中文摘要：

研究了催化反应Flickering振子在多频率确定性谐和外力和有界随机噪声联合作用下,系统安全盆的侵蚀和混沌现象.将Melnikov方法推广到包含有限多个频率外力和随机噪声联合作用的情形,推导出了系统的随机Melnikov过程,根据Melnikov过程在均方意义上出现简单零点的条件给出了系统出现混沌的临界值,然后用数值模拟方法计算了系统的安全盆分岔点.结果表明,由于随机扰动的影响,系统的安全盆分岔点发生了偏移,并且使得混沌容易发生.同时证明,激励频率数目的增加扩大了参数空间上的混沌区域,也使得安全盆分岔提前发生,系统变得不安全.

英文摘要：

The erosion of the safe basins and related chaotic motions of a Flickering oscillator under multi-frequency external periodic forces and bounded random noise are studied. By the Melnikov method, the system＇ s Melnikov integral is computed and the parametric threshold for the onset of chaos is obtained. The Melnikov＇ s global perturbation technique is therefore generalized to higher dimensional systems. Using the Monte-Carlo and Runge-Kutta method, the erosion of safe basins is also discussed. As an alternative definition, stochastic bifurcation may be defined as a sudden change in the character of stochastic safe basins when the bifurcation parameter of the system passes through a critical value. This definition applies equally well either to randomly perturbed motions or to purely deterministic motions.
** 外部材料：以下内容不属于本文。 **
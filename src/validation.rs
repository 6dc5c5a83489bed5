//! Structural validation for sweep results.
//!
//! Provides functions to verify the combinatorial and geometric consistency
//! of a [`VoronoiResult`]. Useful for debugging, testing, and catching
//! numerical issues.

use crate::geometry::PointExt;
use crate::result::VoronoiResult;

/// Detailed validation report for a sweep result.
#[derive(Debug, Clone, PartialEq)]
pub struct ValidationReport {
    /// Number of cells, ghosts excluded.
    pub num_cells: usize,
    /// Number of finished edges.
    pub num_edges: usize,
    /// Number of distinct vertices.
    pub num_vertices: usize,
    /// Upper bound on the edge count for a planar diagram: 3n - 6 for n >= 3
    /// swept sites, ghosts included.
    pub max_edges: usize,

    /// Neighbor entries that are not mirrored by the other cell.
    pub asymmetric_neighbors: usize,
    /// Cells whose site lies inside the boundary but outside their polygon.
    pub sites_outside_cells: usize,
    /// Edge links that point nowhere or join edges without a common end.
    pub broken_links: usize,
    /// Cells with a site inside the boundary but fewer than 3 polygon vertices.
    pub degenerate_cells: usize,

    /// |sum of polygon areas - boundary area| / boundary area, ghosts included.
    pub area_error: f64,
}

impl ValidationReport {
    /// Check that the result passed every structural check.
    pub fn is_valid(&self) -> bool {
        self.asymmetric_neighbors == 0
            && self.sites_outside_cells == 0
            && self.broken_links == 0
            && self.degenerate_cells == 0
            && self.num_edges <= self.max_edges
            && self.area_error < 1e-6
    }

    /// Format a summary of any issues found.
    pub fn summary(&self) -> String {
        let mut issues = Vec::new();

        if self.num_edges > self.max_edges {
            issues.push(format!("E={} (at most {})", self.num_edges, self.max_edges));
        }
        if self.asymmetric_neighbors > 0 {
            issues.push(format!("{} one-way neighbor entries", self.asymmetric_neighbors));
        }
        if self.sites_outside_cells > 0 {
            issues.push(format!("{} sites outside their cell", self.sites_outside_cells));
        }
        if self.broken_links > 0 {
            issues.push(format!("{} broken edge links", self.broken_links));
        }
        if self.degenerate_cells > 0 {
            issues.push(format!("{} degenerate cells", self.degenerate_cells));
        }
        if self.area_error >= 1e-6 {
            issues.push(format!("area off by {:.2e}", self.area_error));
        }

        if issues.is_empty() {
            "Valid".to_string()
        } else {
            issues.join(", ")
        }
    }
}

impl std::fmt::Display for ValidationReport {
    fn fmt(&self, f: &mut std::fmt::Formatter<'_>) -> std::fmt::Result {
        write!(
            f,
            "ValidationReport {{ V={}, E={}, F={}, {} }}",
            self.num_vertices,
            self.num_edges,
            self.num_cells,
            self.summary()
        )
    }
}

/// Validate structural correctness of a sweep result.
///
/// Checks:
/// - Neighbor symmetry (a lists b exactly when b lists a)
/// - Every site inside the boundary lies in its own polygon
/// - Edge links join edges of the same cell at a shared end
/// - Polygons of sites inside the boundary have at least 3 vertices
/// - Edge count within the planar bound
/// - Polygons tile the boundary (total area)
pub fn validate(result: &VoronoiResult) -> ValidationReport {
    let boundary = result.boundary();
    let cells = result.cells();
    let n = cells.len();
    let swept = n + result.ghosts().len();

    let asymmetric_neighbors = cells
        .iter()
        .flat_map(|cell| cell.neighbors.iter().map(move |&other| (cell.id, other)))
        .filter(|&(id, other)| {
            cells
                .get(other)
                .map_or(true, |neighbor| !neighbor.is_neighbor_of(id))
        })
        .count();

    let mut sites_outside_cells = 0;
    let mut degenerate_cells = 0;
    for cell in cells {
        if !boundary.contains(cell.site) {
            continue;
        }
        if cell.vertex_count() < 3 {
            degenerate_cells += 1;
        } else if !cell.contains(cell.site) {
            sites_outside_cells += 1;
        }
    }

    let mut broken_links = 0;
    for cell in cells.iter().chain(result.ghosts()) {
        let edges = cell.edges();
        for edge in edges {
            for &link in &edge.links {
                let touches = edges.get(link).is_some_and(|other| {
                    [edge.start, edge.end]
                        .iter()
                        .any(|p| p.approx_eq(other.start) || p.approx_eq(other.end))
                });
                if !touches {
                    broken_links += 1;
                }
            }
        }
    }

    let covered: f64 = cells.iter().chain(result.ghosts()).map(|c| c.area()).sum();
    let total = boundary.width * boundary.height;
    let area_error = if n == 0 {
        0.0
    } else {
        (covered - total).abs() / total
    };

    let report = ValidationReport {
        num_cells: n,
        num_edges: result.edges().len(),
        num_vertices: result.vertices().len(),
        max_edges: if swept >= 3 { 3 * swept - 6 } else { swept.saturating_sub(1) },
        asymmetric_neighbors,
        sites_outside_cells,
        broken_links,
        degenerate_cells,
        area_error,
    };

    if !report.is_valid() {
        tracing::warn!(%report, "validation found issues");
    }
    report
}

/// Smallest distance between two distinct vertices, or `None` for fewer
/// than two vertices.
///
/// Values close to `EPSILON` hint at vertices that should have merged.
pub fn min_vertex_separation(result: &VoronoiResult) -> Option<f64> {
    let vertices = result.vertices();
    let mut best: Option<f64> = None;
    for (i, a) in vertices.iter().enumerate() {
        for b in &vertices[i + 1..] {
            let d = a.distance(*b);
            best = Some(best.map_or(d, |m| m.min(d)));
        }
    }
    best
}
It is found that increasing the number of forcing frequencies or increasing the random noise may destroy the integrity of the safe basins, bring forward the occurrence of the stochastic bifurcation and make the threshold for onset of chaos vary in a larger extent, which hence makes the system less safe and chaotic motions easier to occur.